Book Read Free

Randomistas

Page 15

by Andrew Leigh


  *

  Google’s first randomised experiment was conducted on 27 February 2000.55 Curious about whether the firm should give users more than ten search results, they randomly assigned 1 in 1000 users to receive twenty results, and another 1 in 1000 users to get thirty results. The company couldn’t have gotten a bigger rebuff. Doubling or tripling the number of results slowed the loading times and caused many users to leave the site. They stuck with the top ten.

  Today, Google is conducting hundreds of randomised experiments on its users: seeking to fine-tune its search algorithm and the way its results are presented.56 In some cases, these involve tiny tweaks – such as increasing the amount of white space around the first search result, bolding query words in the search results or making slight adjustments to the graphics.

  When choosing the colour for its toolbar, Google designers noticed that users were slightly more likely to click through if the toolbar was presented as a greenish-blue colour than if it was coloured plain blue. More click-throughs meant more advertising revenue for the company, so modest improvements had significant revenue implications. Seeing the results, Marissa Mayer, then a vice-president at Google, suggested that they go further. Mayer proposed randomly splitting users into forty equally sized groups. Each group would then see the toolbar in a slightly different shade of blue. The company could then simply choose the colour based on whatever generated the highest click-through rates. Science, not gut instinct, determined the result. With billions of clicks, even a small difference means big bucks. According to journalist Matthew Syed, a Google executive estimated that finding the perfect colour for the toolbar added US$200 million to the company’s bottom line.57

  At other times, Google tests bigger changes, such as new features or products. But not every new idea at Google gets trialled with live traffic. Indeed, the company estimates that for every idea that gets trialled, there are three others that were considered and rejected before reaching the trial stage. Even among those that are trialled, only one in five leads to a change in the product. In other words, Google’s ideas have a failure rate of nineteen out of twenty.58 As co-founder Eric Schmidt observes, ‘This is a company where it’s absolutely okay to try something that’s very hard, have it not be successful, and take the learning from that.’59

  Some people say that when you have a really big sample, you don’t need randomised trials. Instead, they claim, you can just look for patterns.60 But Google most likely has more data than any other organisation in the world, yet still conducts oodles of in-house experiments. Google’s scientists have access to around 15 exabytes of data, and around 40,000 searches each second. If Google still gets value from randomised trials, then the same must go for every other researcher on the planet.
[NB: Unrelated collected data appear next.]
impl Container {
    /// Container with the default configuration and no subscribers.
    pub fn new() -> Self {
        Self::builder(Config::default()).build()
    }

    /// Starts building a container.
    pub fn builder(cfg: Config) -> ContainerBuilder {
        ContainerBuilder::new(cfg)
    }

    pub(crate) fn from_parts(
        cfg: Config,
        bus: Bus,
        subs: Arc<SubscriberSet>,
        terminator: Terminator,
        executor: TopicExecutor,
    ) -> Self {
        let (state_tx, state) = watch::channel(State::New);
        // Subscribed now so registration events reach subscribers once the listener runs.
        let listener = (!subs.is_empty()).then(|| bus.subscribe());
        Self {
            cfg,
            registry: Mutex::new(Registry::default()),
            machine: tokio::sync::Mutex::new(Machine::new(state_tx, bus.clone())),
            state,
            bus,
            subs,
            listener: Mutex::new(listener),
            terminator,
            executor,
        }
    }

    /// Registers `component` under its concrete type name.
    pub fn add<C: Component>(&self, component: Arc<C>) -> Result<ComponentId, ContainerError> {
        self.register(Registration::new(component))
    }

    /// Registers `component` under `id`.
    pub fn add_with_id<C: Component>(
        &self,
        id: impl Into<ComponentId>,
        component: Arc<C>,
    ) -> Result<ComponentId, ContainerError> {
        self.register(Registration::new(component).with_id(id))
    }

    /// Registers a fully described component.
    ///
    /// # Errors
    /// [`ContainerError::Duplicate`] if the id is taken, [`ContainerError::RegistrationClosed`]
    /// once `start()` has been called. The container is left unchanged on error.
    pub fn register(&self, reg: Registration) -> Result<ComponentId, ContainerError> {
        let id = reg.id().clone();
        let mut registry = self.registry();
        if registry.sealed {
            return Err(ContainerError::RegistrationClosed {
                id,
                state: self.state(),
            });
        }
        if registry.ids.contains(&id) {
            return Err(ContainerError::Duplicate { id });
        }

        registry.ids.insert(id.clone());
        registry
            .controllers
            .push(Arc::new(Controller::new(reg, self.bus.clone())));
        drop(registry);

        tracing::debug!(component = %id, "component registered");
        self.bus
            .publish(Event::new(EventKind::ComponentRegistered).with_component(&id));
        Ok(id)
    }

    /// Brings the container from `New` to `Running`.
    ///
    /// Returns the state reached: `Running`, or `Destroyed` when a callback or the
    /// dependency resolution failed. Calling it again is a logged no-op.
    pub async fn start(&self) -> State {
        let mut machine = self.machine.lock().await;
        if machine.state() != State::New {
            return self.ignore(machine.state(), "start: container already left the initial state");
        }

        let controllers = self.seal();
        let board = StatusBoard::new(
            controllers
                .iter()
                .map(|c| (c.id().clone(), c.watch()))
                .collect(),
        );
        let contexts = controllers
            .iter()
            .map(|c| {
                ComponentContext::new(
                    c.id().clone(),
                    board.clone(),
                    self.terminator.clone(),
                    self.executor.clone(),
                )
            })
            .collect();
        machine.load(controllers, contexts);
        self.spawn_listener();

        tracing::debug!(components = board.len(), "starting container");
        machine.drive().await
    }

    /// Tears a running container down to `Destroyed`.
    ///
    /// A no-op (logged) if the container never started or already finished.
    pub async fn stop(&self) -> State {
        let mut machine = self.machine.lock().await;
        match machine.state().stop_target() {
            Some(target) => {
                tracing::debug!("stopping container");
                machine.drive_from(target).await
            }
            None => self.ignore(machine.state(), "stop: container is not running"),
        }
    }

    /// Starts, waits for a termination request (or an OS signal when
    /// [`Config::listen_os_signals`] is set), then stops.
    ///
    /// Returns right after startup if it did not reach `Running`.
    pub async fn run(&self) -> State {
        let reached = self.start().await;
        if reached != State::Running {
            return reached;
        }

        match shutdown::wait_for_termination(self.terminator.latch(), self.cfg.listen_os_signals).await {
            Wakeup::Requested => tracing::info!("termination requested, stopping container"),
            Wakeup::Signal => tracing::info!("shutdown signal received, stopping container"),
        }
        self.stop().await
    }

    /// True until the container reaches `Destroyed`.
    pub fn is_running(&self) -> bool {
        self.state() != State::Destroyed
    }

    /// Current container state.
    pub fn state(&self) -> State {
        *self.state.borrow()
    }

    /// Status of the component registered as `id`.
    pub fn status(&self, id: &str) -> Option<LifecycleStatus> {
        self.registry()
            .controllers
            .iter()
            .find(|c| c.id().as_str() == id)
            .map(|c| c.status())
    }

    /// Every component with its status, in registration order.
    pub fn statuses(&self) -> Vec<(ComponentId, LifecycleStatus)> {
        self.registry()
            .controllers
            .iter()
            .map(|c| (c.id().clone(), c.status()))
            .collect()
    }

    /// Latch signalled by the first termination request.
    pub fn terminated(&self) -> Arc<Latch> {
        Arc::clone(self.terminator.latch())
    }

    /// Raw event stream (receives events published from now on).
    pub fn subscribe(&self) -> broadcast::Receiver<Event> {
        self.bus.subscribe()
    }

    /// Executor shared with every component.
    pub fn executor(&self) -> &TopicExecutor {
        &self.executor
    }

    fn registry(&self) -> MutexGuard<'_, Registry> {
        self.registry.lock().unwrap_or_else(PoisonError::into_inner)
    }

    /// Closes registration and returns the component set in registration order.
    fn seal(&self) -> Vec<Arc<Controller>> {
        let mut registry = self.registry();
        registry.sealed = true;
        registry.controllers.clone()
    }

    fn ignore(&self, state: State, reason: &'static str) -> State {
        tracing::info!(state = ?state, "{reason}");
        self.bus.publish(
            Event::new(EventKind::RequestIgnored)
                .with_state(state)
                .with_reason(reason),
        );
        state
    }

    /// Forwards bus events to the subscribers (fire-and-forget).
    fn spawn_listener(&self) {
        let taken = self
            .listener
            .lock()
            .unwrap_or_else(PoisonError::into_inner)
            .take();
        let Some(mut rx) = taken else {
            return;
        };
        let set = Arc::clone(&self.subs);
        tokio::spawn(async move {
            loop {
                match rx.recv().await {
                    Ok(ev) => set.emit_arc(Arc::new(ev)),
                    Err(broadcast::error::RecvError::Lagged(n)) => {
                        tracing::warn!(skipped = n, "subscriber listener lagged, events dropped");
                    }
                    Err(broadcast::error::RecvError::Closed) => break,
                }
            }
        });
    }
}
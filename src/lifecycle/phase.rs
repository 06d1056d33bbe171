use std::fmt;

use crate::lifecycle::LifecycleStatus;

/// One of the four component callbacks.
#[derive(Debug, Clone, Copy, PartialEq, Eq, Hash)]
pub enum Phase {
    /// [`Component::init`](crate::Component::init).
    Init,
    /// [`Component::start`](crate::Component::start).
    Start,
    /// [`Component::stop`](crate::Component::stop).
    Stop,
    /// [`Component::destroy`](crate::Component::destroy).
    Destroy,
}

impl Phase {
    /// Status a component enters when the callback begins.
    pub fn entering(self) -> LifecycleStatus {
        match self {
            Phase::Init => LifecycleStatus::Initializing,
            Phase::Start => LifecycleStatus::Starting,
            Phase::Stop => LifecycleStatus::Stopping,
            Phase::Destroy => LifecycleStatus::Destroying,
        }
    }

    /// Status a component enters when the callback succeeds.
    pub fn completed(self) -> LifecycleStatus {
        match self {
            Phase::Init => LifecycleStatus::Initialized,
            Phase::Start => LifecycleStatus::Started,
            Phase::Stop => LifecycleStatus::Stopped,
            Phase::Destroy => LifecycleStatus::Destroyed,
        }
    }

    /// Teardown phases never abort and never change the machine's path.
    pub fn is_teardown(self) -> bool {
        matches!(self, Phase::Stop | Phase::Destroy)
    }

    /// Returns a short stable label (snake_case).
    pub fn as_label(self) -> &'static str {
        match self {
            Phase::Init => "init",
            Phase::Start => "start",
            Phase::Stop => "stop",
            Phase::Destroy => "destroy",
        }
    }
}

impl fmt::Display for Phase {
    fn fmt(&self, f: &mut fmt::Formatter<'_>) -> fmt::Result {
        f.write_str(self.as_label())
    }
}
//! Component contract and registration.
//!
//! ## Contents
//! - [`Component`], [`ComponentRef`] what users implement
//! - [`ComponentId`] the single key type
//! - [`Capabilities`], [`Registration`] what a component exposes to others
//! - [`ComponentContext`], [`StatusBoard`] what a component sees at runtime

mod capabilities;
mod component;
mod context;
mod id;
mod registration;
mod status;

pub use capabilities::Capabilities;
pub use component::{Component, ComponentRef};
pub use context::ComponentContext;
pub use id::ComponentId;
pub use registration::Registration;
pub use status::StatusBoard;
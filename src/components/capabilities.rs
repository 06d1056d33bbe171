//! # Explicit capability registry.
//!
//! A component declares at registration which capabilities it exposes. A
//! capability is any `'static` type, usually a trait object, paired with a live
//! `Arc` handle to the component seen through that type. The resolver matches
//! lookups against this declared set; nothing is discovered by introspection.
//!
//! ```text
//! Registration::new(Arc<Postgres>)          exposes Postgres (always)
//!     .provides::<dyn Storage>(pg.clone())  exposes dyn Storage
//!     .provides::<dyn Health>(pg.clone())   exposes dyn Health
//! ```

use std::any::{Any, TypeId};
use std::collections::HashMap;
use std::fmt;
use std::sync::Arc;

/// One declared capability: the handle boxed as `Arc<T>` plus its type name.
struct Provided {
    name: &'static str,
    handle: Box<dyn Any + Send + Sync>,
}

/// Set of capabilities exposed by one component.
#[derive(Default)]
pub struct Capabilities {
    by_type: HashMap<TypeId, Provided>,
}

impl Capabilities {
    /// Creates an empty set.
    pub fn new() -> Self {
        Self::default()
    }

    /// Exposes `handle` as capability `T`, replacing a previous handle for the same type.
    pub fn provide<T>(&mut self, handle: Arc<T>)
    where
        T: ?Sized + Send + Sync + 'static,
    {
        self.by_type.insert(
            TypeId::of::<T>(),
            Provided {
                name: std::any::type_name::<T>(),
                handle: Box::new(handle),
            },
        );
    }

    /// Returns the handle exposed as `T`, if any.
    pub fn get<T>(&self) -> Option<Arc<T>>
    where
        T: ?Sized + Send + Sync + 'static,
    {
        self.by_type
            .get(&TypeId::of::<T>())
            .and_then(|p| p.handle.downcast_ref::<Arc<T>>())
            .cloned()
    }

    /// Returns true if capability `T` is exposed.
    pub fn contains<T>(&self) -> bool
    where
        T: ?Sized + 'static,
    {
        self.by_type.contains_key(&TypeId::of::<T>())
    }

    /// Number of exposed capabilities.
    pub fn len(&self) -> usize {
        self.by_type.len()
    }

    /// Returns true if nothing is exposed.
    pub fn is_empty(&self) -> bool {
        self.by_type.is_empty()
    }

    /// Type names of every exposed capability, sorted.
    pub fn names(&self) -> Vec<&'static str> {
        let mut names: Vec<_> = self.by_type.values().map(|p| p.name).collect();
        names.sort_unstable();
        names
    }
}

impl fmt::Debug for Capabilities {
    fn fmt(&self, f: &mut fmt::Formatter<'_>) -> fmt::Result {
        f.debug_set().entries(self.names()).finish()
    }
}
  At Netflix, the same data-driven culture prevails. People who sign up for a free trial are randomly assigned to different treatments aimed at turning them into paying customers.61 Regular users are often placed in experiments to test new aspects of the website. As Netflix’s data boffins note, gut feel doesn’t definitively tell you what to offer someone who has just finished watching House of Cards. Should it be the shows that are most similar, most popular or most trendy? As they admit, ‘using our own intuition, even collective intuition, to choose the best variant of a recommendation algorithm also often yields the wrong answer’.62 Better personalisation and recommendations allow Netflix to keep more of its customers. The company estimates that improving its algorithms has saved it over US$1 billion a year.63

  Perhaps because Google’s and Netflix’s experiments are directed at improving the quality of their websites, they haven’t attracted much criticism. For Facebook, the experience was much less positive when it partnered with psychology researchers to carry out a social science experiment on its users.64 For a single week in January 2012, Facebook randomly altered the emotional content in the News Feeds of 700,000 users. Software analysed each post by a Facebook friend, compared it against a list of positive and negative words, and classified it as negative, positive or neutral. People in the experimental treatment either saw 10 per cent fewer negative posts or 10 per cent fewer positive posts.65 The study only affected what people saw in their News Feed; they could still view all the posts by going to a friend’s Wall or Timeline.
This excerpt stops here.